Exercise details:
Please go line by line through the material and copy each one containing the word "matrices".
--*--
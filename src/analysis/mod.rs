//! Band-degeneracy partitioning and symmetry trace analysis.
//!
//! Individual near-degenerate bands mix arbitrarily under a generic numerical
//! diagonalisation, so symmetry analysis is only meaningful on whole
//! degenerate subspaces. This module partitions the ordered band list of a
//! k-point into such subspaces, computes the trace of every little-group
//! operation on each of them, assigns irreps from reference tables, and
//! counts inversion-odd states.

use std::ops::Range;

use anyhow::{self, format_err};
use ndarray::{s, Array1};
use num_complex::Complex;
use serde::{Deserialize, Serialize};

use crate::auxiliary::constants::{
    DEFAULT_DEGEN_THRESH, DEFAULT_INTEGER_THRESH, DEFAULT_MULTIPLICITY_THRESH,
    DEFAULT_UNITARITY_ERROR_THRESH, DEFAULT_UNITARITY_WARN_THRESH,
};
use crate::auxiliary::linalg::unitarity_defect;
use crate::chartab::{IrrepMatch, IrrepTable};
use crate::kpoint::Kpoint;
use crate::symmetry::SpaceGroup;


type C64 = Complex<f64>;

// ==================
// Struct definitions
// ==================

/// Numeric thresholds steering the symmetry analysis. All fields default to
/// the named constants in [`crate::auxiliary::constants`].
#[derive(Clone, Debug, Serialize, Deserialize)]
#[serde(default)]
pub struct AnalysisThresholds {
    /// Energy difference in eV below which two bands belong to the same
    /// degenerate subspace.
    pub degen: f64,

    /// Unitarity deviation above which a warning is emitted.
    pub unitarity_warn: f64,

    /// Unitarity deviation above which the analysis of the offending k-point
    /// is aborted.
    pub unitarity_error: f64,

    /// Tolerance on irrep multiplicities and parity traces.
    pub multiplicity: f64,

    /// Tolerance when checking that a fractional vector is integer.
    pub integer: f64,
}

impl Default for AnalysisThresholds {
    fn default() -> Self {
        Self {
            degen: DEFAULT_DEGEN_THRESH,
            unitarity_warn: DEFAULT_UNITARITY_WARN_THRESH,
            unitarity_error: DEFAULT_UNITARITY_ERROR_THRESH,
            multiplicity: DEFAULT_MULTIPLICITY_THRESH,
            integer: DEFAULT_INTEGER_THRESH,
        }
    }
}

/// The symmetry analysis of one degenerate subspace.
#[derive(Clone, Debug, Serialize, Deserialize)]
pub struct SubspaceAnalysis {
    /// The half-open band range of the subspace, relative to the selected
    /// window.
    pub bands: (usize, usize),

    /// The mean energy of the subspace in eV, relative to the Fermi level.
    pub energy: f64,

    /// The trace of every retained little-group operation on the subspace,
    /// aligned with [`KpointAnalysis::little_group`].
    pub traces: Vec<C64>,

    /// The irrep assignment, when a reference table is available for the
    /// k-point.
    pub irrep: Option<IrrepMatch>,

    /// The number of inversion-odd states in the subspace, when the little
    /// group contains the spatial inversion.
    pub inversion_odd: Option<usize>,
}

impl SubspaceAnalysis {
    /// The dimension of the subspace.
    pub fn dim(&self) -> usize {
        self.bands.1 - self.bands.0
    }
}

/// The symmetry analysis of one k-point.
#[derive(Clone, Debug, Serialize, Deserialize)]
pub struct KpointAnalysis {
    /// The index of the k-point in the input k-point list.
    pub ik: usize,

    /// The k-point in direct coordinates.
    pub kpt: [f64; 3],

    /// The high-symmetry label of the k-point, when supplied.
    pub label: Option<String>,

    /// The indices of the retained (unitary) little-group operations, into
    /// the space-group operation list.
    pub little_group: Vec<usize>,

    /// The number of window bands below the Fermi level at this k-point.
    pub num_bands_below_ef: usize,

    /// The degenerate subspaces of the band window, in ascending energy
    /// order.
    pub subspaces: Vec<SubspaceAnalysis>,

    /// The total number of inversion-odd states in the window, when the
    /// little group contains the spatial inversion.
    pub num_bandinvs: Option<usize>,

    /// The gap between the top of the window and the first band above it,
    /// when the latter is known.
    pub gap_to_upper: Option<f64>,
}

// =========
// Functions
// =========

/// Partitions an ordered band list into contiguous degenerate subspaces.
///
/// A single pass extends the current group while the energy step to the next
/// band stays below `degen_thresh` and closes it otherwise. An empty band
/// list is a fatal error.
pub fn degenerate_subspaces(
    energies: &Array1<f64>,
    degen_thresh: f64,
) -> Result<Vec<Range<usize>>, anyhow::Error> {
    if energies.is_empty() {
        return Err(format_err!("No bands to analyse."));
    }
    let mut groups = Vec::new();
    let mut start = 0;
    for i in 1..energies.len() {
        if energies[i] - energies[i - 1] >= degen_thresh {
            groups.push(start..i);
            start = i;
        }
    }
    groups.push(start..energies.len());
    Ok(groups)
}

/// Analyses the symmetry of the bands at one k-point: computes the matrix of
/// every retained little-group operation, checks its unitarity on each
/// degenerate subspace, records the subspace traces, assigns irreps from the
/// reference table (when given) and counts inversion-odd states.
///
/// Antiunitary little-group operations are excluded from trace computation:
/// their "characters" are not basis-invariant and reference tables list
/// unitary operations only.
pub fn analyse_kpoint(
    kp: &Kpoint,
    space_group: &SpaceGroup,
    label: Option<&str>,
    thresholds: &AnalysisThresholds,
) -> Result<KpointAnalysis, anyhow::Error> {
    let little_group = space_group
        .little_group(kp.kpt(), thresholds.integer)?
        .into_iter()
        .filter(|&i| !space_group.operations()[i].time_reversal())
        .collect::<Vec<_>>();
    if little_group.is_empty() {
        return Err(format_err!(
            "K-point {}: the little group contains no unitary operation; the identity is \
             missing from the space-group operations.",
            kp.ik()
        ));
    }

    let groups = degenerate_subspaces(kp.energies(), thresholds.degen)?;

    // One matrix per retained operation over the whole window.
    let mut matrices = Vec::with_capacity(little_group.len());
    for &iop in &little_group {
        let op = &space_group.operations()[iop];
        let spin = if space_group.spinor() {
            Some(op.full_spin_rotation(space_group.lattice())?)
        } else {
            None
        };
        let m = kp.symmetry_matrix(op, spin.as_ref(), thresholds.integer)?;
        matrices.push(m);
    }

    let table = label.and_then(|l| space_group.irrep_table(l));
    if let (Some(l), None) = (label, table) {
        log::warn!(
            "K-point {}: no reference irrep table registered for label `{l}`; only traces \
             will be reported.",
            kp.ik()
        );
    }
    let inversion = space_group
        .inversion_index()
        .filter(|i| little_group.contains(i));

    let mut subspaces = Vec::with_capacity(groups.len());
    let mut num_bandinvs = inversion.map(|_| 0_usize);
    for group in &groups {
        let dim = group.len();
        let mut traces = Vec::with_capacity(little_group.len());
        for (pos, m) in matrices.iter().enumerate() {
            let block = m.slice(s![group.clone(), group.clone()]);
            let defect = unitarity_defect(block);
            if defect > thresholds.unitarity_error {
                return Err(format_err!(
                    "K-point {}: operation {} is not unitary on bands {}..{} \
                     (deviation {defect:.3e}). The G-vector alignment or the symmetry \
                     operation is wrong.",
                    kp.ik(),
                    little_group[pos] + 1,
                    group.start + 1,
                    group.end
                ));
            }
            if defect > thresholds.unitarity_warn {
                log::warn!(
                    "K-point {}: operation {} deviates from unitarity by {defect:.3e} on \
                     bands {}..{}.",
                    kp.ik(),
                    little_group[pos] + 1,
                    group.start + 1,
                    group.end
                );
            }
            let trace = (0..dim).map(|a| block[[a, a]]).sum::<C64>();
            traces.push(trace);
        }

        let irrep = table.map(|t| match_subspace(t, &little_group, &traces, thresholds, kp.ik()))
            .transpose()?;
        if let Some(IrrepMatch::Unidentified { residual }) = &irrep {
            log::warn!(
                "K-point {}: bands {}..{} could not be assigned to irreps \
                 (residual {residual:.3e}).",
                kp.ik(),
                group.start + 1,
                group.end
            );
        }

        let inversion_odd = match inversion {
            Some(iop) => {
                let pos = little_group
                    .iter()
                    .position(|&i| i == iop)
                    .expect("The inversion index was checked against the little group.");
                Some(inversion_odd_count(
                    traces[pos],
                    dim,
                    thresholds.multiplicity,
                    kp.ik(),
                    group,
                )?)
            }
            None => None,
        };
        if let (Some(total), Some(odd)) = (num_bandinvs.as_mut(), inversion_odd) {
            *total += odd;
        }

        let energy =
            group.clone().map(|b| kp.energies()[b]).sum::<f64>() / (dim as f64);
        subspaces.push(SubspaceAnalysis {
            bands: (group.start, group.end),
            energy,
            traces,
            irrep,
            inversion_odd,
        });
    }

    let gap_to_upper = kp
        .upper()
        .map(|u| u - kp.energies()[kp.energies().len() - 1]);

    Ok(KpointAnalysis {
        ik: kp.ik(),
        kpt: [kp.kpt().x, kp.kpt().y, kp.kpt().z],
        label: label.map(str::to_string),
        little_group,
        num_bands_below_ef: kp.energies().iter().filter(|&&e| e < 0.0).count(),
        subspaces,
        num_bandinvs,
        gap_to_upper,
    })
}

/// Matches the traces of one subspace against a reference table, reordering
/// them from the retained little-group order into the table's operation
/// order.
fn match_subspace(
    table: &IrrepTable,
    little_group: &[usize],
    traces: &[C64],
    thresholds: &AnalysisThresholds,
    ik: usize,
) -> Result<IrrepMatch, anyhow::Error> {
    let mut table_traces = Vec::with_capacity(table.operations().len());
    for &iop in table.operations() {
        let pos = little_group.iter().position(|&i| i == iop).ok_or_else(|| {
            format_err!(
                "K-point {ik}: the reference table refers to operation {}, which is not in \
                 the little group of this k-point.",
                iop + 1
            )
        })?;
        table_traces.push(traces[pos]);
    }
    Ok(table.match_traces(&table_traces, thresholds.multiplicity))
}

/// Converts the trace of the spatial inversion on a subspace into the number
/// of inversion-odd states it contains. The trace must be close to an
/// integer of the same parity as the dimension; anything else is a physical
/// inconsistency.
fn inversion_odd_count(
    trace: C64,
    dim: usize,
    thresh: f64,
    ik: usize,
    group: &Range<usize>,
) -> Result<usize, anyhow::Error> {
    let tr_int = trace.re.round();
    if (trace.re - tr_int).abs() > thresh || trace.im.abs() > thresh {
        return Err(format_err!(
            "K-point {ik}: the inversion trace {:.6}{:+.6}i on bands {}..{} is not an \
             integer.",
            trace.re,
            trace.im,
            group.start + 1,
            group.end
        ));
    }
    let tr_int = tr_int as i64;
    let dim = dim as i64;
    if (dim - tr_int) % 2 != 0 || tr_int.abs() > dim {
        return Err(format_err!(
            "K-point {ik}: the inversion trace {tr_int} is impossible for a \
             {dim}-dimensional subspace (bands {}..{}).",
            group.start + 1,
            group.end
        ));
    }
    Ok(((dim - tr_int) / 2) as usize)
}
--*--
Result of this task:
    let mut matrices = Vec::with_capacity(little_group.len());
        matrices.push(m);
        for (pos, m) in matrices.iter().enumerate() {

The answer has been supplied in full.